*** Records for this exercise ***
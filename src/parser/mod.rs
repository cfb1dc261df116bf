mod boundary;
mod checksum;
mod encoding;
mod header;
mod tables;
mod transform;

pub use boundary::{END_MARKER, Markers, Region, START_MARKER, locate_region};
pub use checksum::{ChecksumCheck, verify_checksum};
pub use encoding::decode_capped;
pub use header::{FIELD_LEN, decode_field, encode_field};
pub use tables::{
    ENCODING_SELECTOR, ESCAPE_MARKER, SUBSTITUTION_TABLES, UNMAPPED_ESCAPE, substitute, unescape,
};
pub use transform::{DecodeState, TransformOutput, transform_region};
*** End of Records for this exercise ***
Set the entries above down again, each one exactly as written.

filename src/parser/mod.rs
repository cfb1dc261df116bf
mod boundary;
mod checksum;
mod encoding;
mod header;
mod tables;
mod transform;

pub use boundary::{END_MARKER, Markers, Region, START_MARKER, locate_region};
pub use checksum::{ChecksumCheck, verify_checksum};
pub use encoding::decode_capped;
pub use header::{FIELD_LEN, decode_field, encode_field};
pub use tables::{
    ENCODING_SELECTOR, ESCAPE_MARKER, SUBSTITUTION_TABLES, UNMAPPED_ESCAPE, substitute, unescape,
};
pub use transform::{DecodeState, TransformOutput, transform_region};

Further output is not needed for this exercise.